Clearsprings Ready Homes is one of three Home Office contractors providing asylum accommodation. In the last three years it has made more than £180m net profit, with about £90m profit in the year ending January 2024, a jump from £60m the previous year.
In May, the director of Clearsprings, Graham King, dubbed the “asylum king”, entered the Sunday Times rich list with an estimated net worth of £750m.
The other two Home Office accommodation providers, Serco and Mears, have also reported profits, but they have a range of contracts alongside Home Office asylum accommodation.
Although there is a profit-share agreement between the government and the three providers, the government will not disclose the threshold for payback. A recent Home Office freedom of information response revealed that to date nothing had been paid back to the Treasury under this agreement.

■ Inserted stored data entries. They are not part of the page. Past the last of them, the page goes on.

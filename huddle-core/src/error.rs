use crate::model::{EnvelopeKind, SdpType};
use thiserror::Error;

#[derive(Debug, Error)]
pub enum ProtocolError {
    #[error("invalid envelope json: {0}")]
    Json(#[from] serde_json::Error),

    #[error("{kind} envelope has no matching body")]
    MalformedPayload { kind: EnvelopeKind },

    #[error("{kind} envelope carries a {found:?} description")]
    SdpTypeMismatch { kind: EnvelopeKind, found: SdpType },
}
use crate::error::ProtocolError;
use crate::model::peer::PeerId;
use serde::{Deserialize, Serialize};
use std::fmt;

#[derive(Debug, Clone, PartialEq, Eq, Serialize, Deserialize)]
pub struct IceServerConfig {
    pub urls: Vec<String>,
    #[serde(default, skip_serializing_if = "Option::is_none")]
    pub username: Option<String>,
    #[serde(default, skip_serializing_if = "Option::is_none")]
    pub credential: Option<String>,
}

impl IceServerConfig {
    pub fn stun(url: impl Into<String>) -> Self {
        Self {
            urls: vec![url.into()],
            username: None,
            credential: None,
        }
    }
}

#[derive(Debug, Clone, Copy, PartialEq, Eq, Serialize, Deserialize)]
#[serde(rename_all = "lowercase")]
pub enum SdpType {
    Offer,
    Answer,
}

/// Same shape as the browser's `RTCSessionDescriptionInit`.
#[derive(Debug, Clone, PartialEq, Eq, Serialize, Deserialize)]
pub struct SessionDescription {
    #[serde(rename = "type")]
    pub sdp_type: SdpType,
    pub sdp: String,
}

impl SessionDescription {
    pub fn offer(sdp: impl Into<String>) -> Self {
        Self {
            sdp_type: SdpType::Offer,
            sdp: sdp.into(),
        }
    }

    pub fn answer(sdp: impl Into<String>) -> Self {
        Self {
            sdp_type: SdpType::Answer,
            sdp: sdp.into(),
        }
    }
}

/// Same shape as the browser's `RTCIceCandidateInit`.
#[derive(Debug, Clone, PartialEq, Eq, Serialize, Deserialize)]
#[serde(rename_all = "camelCase")]
pub struct IceCandidate {
    pub candidate: String,
    #[serde(default, skip_serializing_if = "Option::is_none")]
    pub sdp_mid: Option<String>,
    #[serde(default, rename = "sdpMLineIndex", skip_serializing_if = "Option::is_none")]
    pub sdp_m_line_index: Option<u16>,
    #[serde(default, skip_serializing_if = "Option::is_none")]
    pub username_fragment: Option<String>,
}

impl IceCandidate {
    pub fn new(candidate: impl Into<String>) -> Self {
        Self {
            candidate: candidate.into(),
            sdp_mid: None,
            sdp_m_line_index: None,
            username_fragment: None,
        }
    }
}

#[derive(Debug, Clone, Copy, PartialEq, Eq, Hash, Serialize, Deserialize)]
#[serde(rename_all = "SCREAMING_SNAKE_CASE")]
pub enum EnvelopeKind {
    Join,
    Leave,
    Offer,
    Answer,
    IceCandidate,
}

impl fmt::Display for EnvelopeKind {
    fn fmt(&self, f: &mut fmt::Formatter<'_>) -> fmt::Result {
        let name = match self {
            EnvelopeKind::Join => "JOIN",
            EnvelopeKind::Leave => "LEAVE",
            EnvelopeKind::Offer => "OFFER",
            EnvelopeKind::Answer => "ANSWER",
            EnvelopeKind::IceCandidate => "ICE_CANDIDATE",
        };
        f.write_str(name)
    }
}

/// Kind-specific body carried in the `data` field.
#[derive(Debug, Clone, PartialEq, Eq, Serialize, Deserialize)]
#[serde(untagged)]
pub enum EnvelopeData {
    Description(SessionDescription),
    Candidate(IceCandidate),
}

/// Typed view of an envelope body.
#[derive(Debug, Clone, PartialEq, Eq)]
pub enum Signal {
    Join,
    Leave,
    Offer(SessionDescription),
    Answer(SessionDescription),
    IceCandidate(IceCandidate),
}

impl Signal {
    pub fn kind(&self) -> EnvelopeKind {
        match self {
            Signal::Join => EnvelopeKind::Join,
            Signal::Leave => EnvelopeKind::Leave,
            Signal::Offer(_) => EnvelopeKind::Offer,
            Signal::Answer(_) => EnvelopeKind::Answer,
            Signal::IceCandidate(_) => EnvelopeKind::IceCandidate,
        }
    }
}

/// The unit of exchange over the relay.
///
/// Wire form: `{"type": "OFFER", "from": "a", "to": "b", "data": {...}}`.
/// `to` is omitted for room broadcasts and `data` is omitted for JOIN/LEAVE.
#[derive(Debug, Clone, PartialEq, Eq, Serialize, Deserialize)]
pub struct SignalingEnvelope {
    #[serde(rename = "type")]
    pub kind: EnvelopeKind,
    pub from: PeerId,
    #[serde(default, skip_serializing_if = "Option::is_none")]
    pub to: Option<PeerId>,
    #[serde(default, skip_serializing_if = "Option::is_none")]
    pub data: Option<EnvelopeData>,
}

impl SignalingEnvelope {
    pub fn new(from: PeerId, to: Option<PeerId>, signal: Signal) -> Self {
        let kind = signal.kind();
        let data = match signal {
            Signal::Join | Signal::Leave => None,
            Signal::Offer(desc) | Signal::Answer(desc) => Some(EnvelopeData::Description(desc)),
            Signal::IceCandidate(candidate) => Some(EnvelopeData::Candidate(candidate)),
        };
        Self {
            kind,
            from,
            to,
            data,
        }
    }

    pub fn join(from: PeerId) -> Self {
        Self::new(from, None, Signal::Join)
    }

    pub fn leave(from: PeerId) -> Self {
        Self::new(from, None, Signal::Leave)
    }

    pub fn is_broadcast(&self) -> bool {
        self.to.is_none()
    }

    /// Decode the body according to `kind`. JOIN/LEAVE ignore any body.
    pub fn signal(&self) -> Result<Signal, ProtocolError> {
        match (self.kind, &self.data) {
            (EnvelopeKind::Join, _) => Ok(Signal::Join),
            (EnvelopeKind::Leave, _) => Ok(Signal::Leave),
            (EnvelopeKind::Offer, Some(EnvelopeData::Description(desc))) => {
                expect_sdp_type(self.kind, desc, SdpType::Offer)?;
                Ok(Signal::Offer(desc.clone()))
            }
            (EnvelopeKind::Answer, Some(EnvelopeData::Description(desc))) => {
                expect_sdp_type(self.kind, desc, SdpType::Answer)?;
                Ok(Signal::Answer(desc.clone()))
            }
            (EnvelopeKind::IceCandidate, Some(EnvelopeData::Candidate(candidate))) => {
                Ok(Signal::IceCandidate(candidate.clone()))
            }
            (kind, _) => Err(ProtocolError::MalformedPayload { kind }),
        }
    }

    pub fn decode(text: &str) -> Result<Self, ProtocolError> {
        Ok(serde_json::from_str(text)?)
    }

    pub fn encode(&self) -> Result<String, ProtocolError> {
        Ok(serde_json::to_string(self)?)
    }
}

fn expect_sdp_type(
    kind: EnvelopeKind,
    desc: &SessionDescription,
    expected: SdpType,
) -> Result<(), ProtocolError> {
    if desc.sdp_type == expected {
        Ok(())
    } else {
        Err(ProtocolError::SdpTypeMismatch {
            kind,
            found: desc.sdp_type,
        })
    }
}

The latest figures have emerged at a time of mounting concern about the cost of asylum accommodation, especially in hotels.
The Home Office has pledged to end the use of hotels to accommodate asylum seekers, but the number of people arriving remains high, with more than 30,000 crossing the Channel this year on small boats and a continuing backlog of cases in the system. One hotel close to Heathrow airport with about 600 rooms paused its use for asylum seekers, but has recently reopened to accommodate them. According to its website, it is block-booked for the next 12 months.
Along with the high costs of hotel use there have been numerous complaints about ill-treatment and poor conditions in asylum accommodation.
The Home Office and accommodation provider Serco confirmed that a 28-year-old man had died at a hotel it manages in Warrington on Tuesday, which the Home Office described as a “tragic incident”. The death came two days after another death, a 26-year-old man at the Serco-managed immigration removal centre Brook House near Gatwick airport.
This has led to calls from NGOs to allow local authorities to manage asylum accommodation and to be paid directly by the Home Office.
Tim Naor Hilton, the chief executive of the charity Refugee Action, said: “It is a national scandal that companies housing people seeking asylum make eye-watering profits while refugees live in often appalling and dangerous conditions. We need a new system of housing people seeking asylum in which every pound of this money goes towards benefiting refugees and the towns and cities where they are rebuilding their lives.”
Clearsprings has been approached for comment.